Channel Count Planning
| Link Speed | Dante Channels (48 kHz) | Dante Channels (96 kHz) | Fiber Pairs Needed |
|---|---|---|---|
| 1G Ethernet | 512 | 256 | 1 (+ 1 redundant) |
| 10G Ethernet | 5,120+ | 2,560+ | 1 (+ 1 redundant) |
For the vast majority of live production, 1G Ethernet on a single fiber pair provides more than enough channel capacity. A 512-channel Dante network covers even the largest festival stages with capacity to spare. Only broadcast facilities and very large fixed installations need to consider 10G.
Equipment Selection
Managed Switches
The switch matters more than any other piece of equipment in an audio-over-fiber deployment. Requirements:
- Managed (not unmanaged) — you need IGMP snooping, QoS, VLANs, and for AES67, PTP support
- SFP ports for fiber uplinks (most have a mix of copper RJ45 and SFP slots)
- Non-blocking backplane — the switch must handle wire-speed forwarding without dropping packets
- Low, deterministic latency — audio is real-time; variable-latency switches cause dropouts
Proven switches for production audio networks:
- Luminex GigaCore — purpose-built for AV, preconfigured for Dante/AES67, PTP support, SFP ports standard. The go-to for most production companies.

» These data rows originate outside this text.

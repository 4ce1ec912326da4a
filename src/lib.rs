//! chatpane - terminal chat interface components
//!
//! This library provides the building blocks of a chat UI for the terminal:
//! a message list, an input box, a thinking indicator, message actions, a
//! navigation rail and a slide-in artifact panel offering images, videos,
//! text or prompts for selection. Everything renders with Ratatui.
//!
//! # Modules
//!
//! The library is organized into several key modules:
//!
//! * [`animation`] - Timer scheduler and the panel, typewriter, ticker and selection state machines
//! * [`chat`] - Messages, panel options and the in-memory message store
//! * [`config`] - Application configuration management
//! * [`ui`] - Terminal user interface components and the event loop
//! * [`utils`] - Time and text helpers

/// Timer scheduler and animation state machines
pub mod animation;

/// Chat domain model
pub mod chat;

/// Best-effort clipboard writes
pub mod clipboard;

/// Configuration module for managing application settings
pub mod config;

/// Application constants and default values
pub mod constants;

/// Demo host used by the `chatpane` binary
pub mod demo;

/// Error types
pub mod error;

/// Logging setup
pub mod logger;

/// Terminal user interface components and rendering
pub mod ui;

/// Utility functions for time and text handling
pub mod utils;

pub use error::{ChatError, ChatResult};
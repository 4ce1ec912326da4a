//! In-memory message store

use super::message::ChatMessage;
use anyhow::{Context, Result};

#[derive(Debug, Clone, Default)]
pub struct MessageStore {
    messages: Vec<ChatMessage>,
}

impl MessageStore {
    pub fn new(initial: Vec<ChatMessage>) -> Self {
        Self { messages: initial }
    }

    /// Load a conversation from a JSON array of messages
    pub fn from_json(json: &str) -> Result<Self> {
        let messages: Vec<ChatMessage> = serde_json::from_str(json).context("Failed to parse messages")?;
        Ok(Self::new(messages))
    }

    pub fn messages(&self) -> &[ChatMessage] {
        &self.messages
    }

    pub fn len(&self) -> usize {
        self.messages.len()
    }

    pub fn is_empty(&self) -> bool {
        self.messages.is_empty()
    }

    pub fn add(&mut self, message: ChatMessage) {
        self.messages.push(message);
    }

    /// Remove a message, returning it if it existed
    pub fn remove(&mut self, message_id: &str) -> Option<ChatMessage> {
        let index = self.messages.iter().position(|m| m.id == message_id)?;
        Some(self.messages.remove(index))
    }

    /// Apply `update` to the message with `message_id`. Returns false when absent.
    pub fn update<F>(&mut self, message_id: &str, update: F) -> bool
    where
        F: FnOnce(&mut ChatMessage),
    {
        match self.messages.iter_mut().find(|m| m.id == message_id) {
            Some(message) => {
                update(message);
                true
            }
            None => false,
        }
    }

    pub fn clear(&mut self) {
        self.messages.clear();
    }

    pub fn get(&self, message_id: &str) -> Option<&ChatMessage> {
        self.messages.iter().find(|m| m.id == message_id)
    }

    /// Most recent assistant message
    pub fn last_assistant(&self) -> Option<&ChatMessage> {
        self.messages
            .iter()
            .rev()
            .find(|m| m.role == super::message::Role::Assistant)
    }
}

#[cfg(test)]
mod tests {
    use super::*;
    use crate::chat::message::Role;

    #[test]
    fn test_add_update_remove() {
        let mut store = MessageStore::default();
        let message = ChatMessage::user("hello");
        let id = message.id.clone();
        store.add(message);
        store.add(ChatMessage::assistant("hi there"));
        assert_eq!(store.len(), 2);

        assert!(store.update(&id, |m| m.content = "hello again".to_string()));
        assert_eq!(store.get(&id).unwrap().content, "hello again");
        assert!(!store.update("missing", |m| m.content.clear()));

        let removed = store.remove(&id).unwrap();
        assert_eq!(removed.role, Role::User);
        assert!(store.remove(&id).is_none());
        assert_eq!(store.last_assistant().unwrap().content, "hi there");

        store.clear();
        assert!(store.is_empty());
    }

    #[test]
    fn test_from_json() {
        let store = MessageStore::from_json(
            r#"[
                {"id": "1", "role": "assistant", "content": "Hello!", "timestamp": "2025-01-01T10:00:00+00:00"},
                {"id": "2", "role": "user", "content": "Hi", "timestamp": "2025-01-01T10:01:00+00:00", "thought_time": 2}
            ]"#,
        )
        .unwrap();
        assert_eq!(store.len(), 2);
        assert_eq!(store.get("2").unwrap().thought_time, Some(2));
        assert!(MessageStore::from_json("{").is_err());
    }
}
//! Core UI building blocks.
//!
//! - [`actions`] - the single [`Action`] enum every component emits
//! - [`component`] - the [`Component`] trait shared by all widgets
//! - [`event_handler`] - crossterm input polling on the tokio runtime
//! - [`scroll_lock`] - the lock the artifact panel holds over the message list
//!
//! Components never call each other. They return actions and the container
//! routes them.

pub mod actions;
pub mod component;
pub mod event_handler;
pub mod scroll_lock;

pub use actions::Action;
pub use component::Component;
pub use event_handler::{EventHandler, EventType};
pub use scroll_lock::{ScrollLease, ScrollLock};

- Cisco Catalyst and Small Business series — widely deployed, well-documented Dante configuration guides from Audinate. SG350 and CBS350 are popular for smaller deployments.
- Netgear M4250/M4300 — AVB/AES67-certified, ProAV-focused managed switches with SFP+ ports.
Dante Devices
Audinate’s Dante AVIO adapters convert analog or AES3 audio to Dante at the endpoint. These connect via copper to the local switch. The AVIO doesn’t know or care that the backbone is fiber. It just sees an Ethernet network.
Consoles and stage boxes from Yamaha (CL/QL/TF series, Rio stage boxes), DiGiCo (SD-Range, Quantum), and dozens of other manufacturers have Dante built in. All connect via standard Ethernet and work identically whether the backbone is copper or fiber.
AES67 and Intercom
Lawo (V__matrix, A__mic8), Riedel (MediorNet, Artist), and DirectOut (PRODIGY) are the primary AES67 infrastructure manufacturers. Riedel’s MediorNet system includes its own fiber transport with built-in redundancy, giving you a complete fiber audio/video/intercom ecosystem in one platform.
Single Mode vs Multimode for Audio
Most audio-over-fiber deployments run at 1G Ethernet. At 1G, the choice between single mode and multimode comes down to distance:
- Multimode (OM4): Up to 1,000 meters at 1G. Covers virtually every venue, arena, and festival site. Lower-cost SFPs. This is the default choice for production audio.
- Single mode (OS2): Up to 10+ kilometers at 1G. Required for campus networks, large broadcast compounds, and any run exceeding 1 km.
Our recommendation: If your longest run is under 500 meters and you’re only carrying audio, multimode is the practical choice. If any run might exceed 1 km, or if you’re building infrastructure that could carry video (SDI, NDI, SMPTE 2110) in the future, go single mode. Single mode supports every speed at every distance. The cable cost difference is negligible; the SFPs cost more, but you’ll never outgrow the infrastructure.
Frequently Asked Questions
Can Dante run over fiber optic cable?
How many audio channels can fiber carry?
What fiber type do I need for Dante?
Do I need special switches for audio over fiber?
Wrapping Up
Audio over fiber isn’t a specialized technology. It’s standard Ethernet networking with glass instead of copper. Dante, AES67, Art-Net, sACN, and intercom protocols all run natively on fiber without conversion. The infrastructure is straightforward: managed switches with SFP ports, matched SFP modules for your fiber type, and quality tactical fiber cable between locations.
You get a production network that reaches farther, carries more channels, ignores interference, eliminates ground loops, and weighs less than the copper alternative. For any deployment beyond 100 meters, or any environment where EMI and ground issues are a factor, fiber is the right call.